Contracts/Licenses/Tax Matters - GO HERE FIRST!
Okay guys, there are a million threads asking about these topics so let's address them individually.
Contracts: I know a lot of you are ready and raring to go start your business/freelancing and want to get some good solid contracts to help protect yourself. Let me say that unless you are familiar with your states contract law you probably will end up screwing yourself. More than likely you will end up screwing yourself if you use it enough times.
The fact of the matter is, you don't know contract law. You might accidentally "promise" your client something by simply not stating specifically that you will not provide it, and you will be legally accountable to complete that service.

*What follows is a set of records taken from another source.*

//! facts committee members vote on
//!
//! a proposal is identified by the content hash of its claim, so members
//! who observed the same fact land on the same proposal.

use serde::{Deserialize, Serialize};

use crate::crypto::ContentHasher;
use crate::types::{Address, Balance, EpochId, PublicKey, H256};

pub trait Claim {
    fn content_hash(&self) -> H256;
}

/// outcome of an off-chain key generation round
#[derive(Clone, Debug, PartialEq, Eq, Serialize, Deserialize)]
pub struct KeygenResult {
    pub epoch_id: EpochId,
    /// generated group key
    pub pubkey: PublicKey,
    /// members that broke the round; non-empty means failure
    pub blames: Vec<Address>,
    /// recoverable signature (r || s || v) over keccak256(pubkey)
    ///
    /// not part of the content hash: ecdsa nonces differ per submission.
    pub signature: Vec<u8>,
}

impl KeygenResult {
    pub fn is_failure(&self) -> bool {
        !self.blames.is_empty()
    }
}

impl Claim for KeygenResult {
    fn content_hash(&self) -> H256 {
        let mut h = ContentHasher::new(b"keygen");
        h.u64(self.epoch_id).fixed(&self.pubkey.0);
        h.u64(self.blames.len() as u64);
        for b in &self.blames {
            h.fixed(&b.0);
        }
        h.finish()
    }
}

/// gas price observation for a connected chain
#[derive(Clone, Debug, PartialEq, Eq, Serialize, Deserialize)]
pub struct NetworkFee {
    pub chain: u64,
    pub height: u64,
    pub transaction_rate: u128,
    pub transaction_size: u128,
}

impl Claim for NetworkFee {
    fn content_hash(&self) -> H256 {
        let mut h = ContentHasher::new(b"network-fee");
        h.u64(self.chain)
            .u64(self.height)
            .u128(self.transaction_rate)
            .u128(self.transaction_size);
        h.finish()
    }
}

/// inbound cross-chain transfer seen on a source chain
#[derive(Clone, Debug, PartialEq, Eq, Serialize, Deserialize)]
pub struct TxIn {
    pub from_chain: u64,
    pub to_chain: u64,
    pub tx_hash: H256,
    pub height: u64,
    pub token: Vec<u8>,
    pub amount: Balance,
    pub from: Vec<u8>,
    pub to: Vec<u8>,
}

impl Claim for TxIn {
    fn content_hash(&self) -> H256 {
        let mut h = ContentHasher::new(b"tx-in");
        h.u64(self.from_chain)
            .u64(self.to_chain)
            .fixed(&self.tx_hash.0)
            .u64(self.height)
            .bytes(&self.token)
            .u128(self.amount)
            .bytes(&self.from)
            .bytes(&self.to);
        h.finish()
    }
}

/// what an outbound transfer was for
#[derive(Clone, Copy, Debug, Default, PartialEq, Eq, Serialize, Deserialize)]
pub enum TransferKind {
    #[default]
    Transfer,
    /// vault hand-off from a retiring key to the new one
    Migration,
}

/// outbound transfer signed by the committee and seen on the target chain
#[derive(Clone, Debug, PartialEq, Eq, Serialize, Deserialize)]
pub struct TxOut {
    pub kind: TransferKind,
    pub chain: u64,
    pub tx_hash: H256,
    pub height: u64,
    pub token: Vec<u8>,
    pub amount: Balance,
    pub to: Vec<u8>,
    pub gas_used: u128,
}

impl Claim for TxOut {
    fn content_hash(&self) -> H256 {
        let mut h = ContentHasher::new(b"tx-out");
        h.u64(match self.kind {
            TransferKind::Transfer => 0,
            TransferKind::Migration => 1,
        })
        .u64(self.chain)
        .fixed(&self.tx_hash.0)
        .u64(self.height)
        .bytes(&self.token)
        .u128(self.amount)
        .bytes(&self.to)
        .u128(self.gas_used);
        h.finish()
    }
}
//! in-memory collaborators for tests and the devnet

use std::collections::{BTreeMap, BTreeSet};

use tracing::debug;
use warden_primitives::{
    Address, Balance, Bridge, BridgeError, KeyHash, NetworkFee, TransferError, Treasury, TxIn,
    TxOut, ValidatorSource,
};

/// fixed validator set; each validator signs with its own identity unless
/// a separate signer key is bound
#[derive(Clone, Debug, Default)]
pub struct InMemoryValidators {
    validators: Vec<Address>,
    signers: BTreeMap<Address, Address>,
}

impl InMemoryValidators {
    pub fn new(validators: Vec<Address>) -> Self {
        Self { validators, signers: BTreeMap::new() }
    }

    pub fn add(&mut self, validator: Address) {
        if !self.validators.contains(&validator) {
            self.validators.push(validator);
        }
    }

    pub fn remove(&mut self, validator: &Address) {
        self.validators.retain(|v| v != validator);
        self.signers.retain(|_, v| v != validator);
    }

    pub fn bind_signer(&mut self, signer: Address, validator: Address) {
        self.signers.insert(signer, validator);
    }

    fn signer_of(&self, validator: &Address) -> Address {
        self.signers
            .iter()
            .find(|(_, v)| *v == validator)
            .map_or(*validator, |(s, _)| *s)
    }
}

impl ValidatorSource for InMemoryValidators {
    fn current_eligible_signers(&self) -> Vec<Address> {
        self.validators.iter().map(|v| self.signer_of(v)).collect()
    }

    fn is_validator(&self, who: &Address) -> bool {
        self.validators.contains(who)
    }

    fn signer_to_account(&self, signer: &Address) -> Address {
        self.signers.get(signer).copied().unwrap_or(*signer)
    }
}

/// records what the core asked of the bridge
#[derive(Clone, Debug, Default)]
pub struct InMemoryBridge {
    pub retiring: Option<KeyHash>,
    pub active: Option<KeyHash>,
    /// `migrate` polls left before the vault hand-off completes
    pub migration_polls: u32,
    pending_polls: u32,
    pub fees: Vec<NetworkFee>,
    pub tx_in: Vec<TxIn>,
    pub tx_out: Vec<TxOut>,
    /// every call fails while set
    pub halted: bool,
}

impl InMemoryBridge {
    pub fn with_migration_polls(polls: u32) -> Self {
        Self { migration_polls: polls, ..Default::default() }
    }

    fn ensure_running(&self) -> Result<(), BridgeError> {
        if self.halted {
            return Err(BridgeError("bridge halted".into()));
        }
        Ok(())
    }
}

impl Bridge for InMemoryBridge {
    fn rotate(&mut self, retiring: Option<KeyHash>, active: KeyHash) -> Result<(), BridgeError> {
        self.ensure_running()?;
        self.retiring = retiring;
        self.active = Some(active);
        self.pending_polls = self.migration_polls;
        debug!(%active, "bridge rotation started");
        Ok(())
    }

    fn migrate(&mut self) -> Result<bool, BridgeError> {
        self.ensure_running()?;
        if self.pending_polls == 0 {
            return Ok(true);
        }
        self.pending_polls -= 1;
        Ok(self.pending_polls == 0)
    }

    fn post_network_fee(&mut self, fee: &NetworkFee) -> Result<(), BridgeError> {
        self.ensure_running()?;
        self.fees.push(fee.clone());
        Ok(())
    }

    fn execute_tx_in(&mut self, tx: &TxIn) -> Result<(), BridgeError> {
        self.ensure_running()?;
        self.tx_in.push(tx.clone());
        Ok(())
    }

    fn execute_tx_out(&mut self, tx: &TxOut) -> Result<(), BridgeError> {
        self.ensure_running()?;
        self.tx_out.push(tx.clone());
        Ok(())
    }
}

/// reward pool with per-account balances
#[derive(Clone, Debug, Default)]
pub struct InMemoryTreasury {
    pub reserve: Balance,
    pub balances: BTreeMap<Address, Balance>,
    pub frozen: BTreeSet<Address>,
}

impl InMemoryTreasury {
    pub fn with_reserve(reserve: Balance) -> Self {
        Self { reserve, ..Default::default() }
    }

    pub fn balance(&self, who: &Address) -> Balance {
        self.balances.get(who).copied().unwrap_or(0)
    }
}

impl Treasury for InMemoryTreasury {
    fn transfer(&mut self, to: &Address, amount: Balance) -> Result<(), TransferError> {
        let fail = |reason: &str| TransferError { to: *to, amount, reason: reason.into() };
        if self.frozen.contains(to) {
            return Err(fail("account frozen"));
        }
        self.reserve = self.reserve.checked_sub(amount).ok_or_else(|| fail("reserve exhausted"))?;
        *self.balances.entry(*to).or_default() += amount;
        Ok(())
    }
}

I understand that legal representation of that sort can cost into the hundreds of dollars per hour, but believe me when I say it will save you that much in the long run. Sit down with a lawyer and go over exactly what you need to put in the contract for what you are offering.
Licenses: You do not need a business license to do freelance work in most states. You do need a license as soon as you want to hire employees or act as a business entity. Discuss this with a business lawyer to be sure what your state requires. Usually it is based on income and employee base size.
Tax Matters: Go see a tax professional. Taxes are different from county to county and the best way to stay in the clear is to get yourself a trustworthy tax representative to help you handle your specific situation.
Remember, everyone here is trying to help as best they can. And we all love free advice. But it is important that you realize the gravity of business law, tax law, contract law, and their effects on you.
I will stickify this for a while. Good post.
May I add that you do need a license in many cities, and you need to be sure that you are in compliance with zoning laws. It's usually a very simple and low-cost thing (one-page form and $34 per year in San Diego), but you do need it.
Licenses: You do not need a business license to do freelance work in most states.
Note, also, that some homeowners associations have issues with home offices. They may require your assurance (in writing) that you won't have clients coming to your home.
There are organizations you can join that have reduced rates for legal fees for various things. One is the legal club of America. A membership to them comes with the National Association of Self Employed, who also offer medical insurance and a wide variety of other services, including a small business consulting service, electronic check recovery service, aire express and leasing /loans.. the list goes on.. good outfit, although their dental plan is not all that great.. but you can opt for what you want with them. Also I think they have a tax help outfit as well.. hesitate to put that in since I do taxes during the season for another outfit that is not theirs. lol
I have to agree on contracts. It is best to get one professionally drawn up.
There is a quite of software out there i think it's called contract something and it has web design contracts prebuilt for every us state and canadian province. I've used it and had a lawyer look it over and they were great.
If you find the name of this, I would be very interested to know.
Originally Posted by braydond
I build for: Firefox and tweak for IE
""Men occasionally stumble over the truth, but most of them pick themselves up and hurry off as if nothing ever happened."
" -- Sir Winston Churchill
Doh, just saw this post after I posted my similar message.
Yes Taxes are different from county to county and the best way to stay in the clear is to get yourself a trustworthy tax representative to help you handle your specific situation. really does...
Thanks for this very good post.
My opinion having a well written contract, if you're a freelancer then whoever your client is, if they have more money, more resources, and more time to fight you on your contract you'll always be at a disadvantage. Laws do vary from state to state, so your contract does need to be relevant, but in my experience it's a very minor part, and it's a formality in case something goes wrong.
I've worked with the largest corporations in the world on contracts, you can only protect yourself so much.
If you want to really protect yourself as a web developer don't accept PayPal or American Express (they favor the buyer), don't allow for refunds (your time is not refundable), set/manage the right expectations before and during your project, and always respond and get the job done (no matter how long it takes). In my 10+ years of experience this will save you grief, money, and time.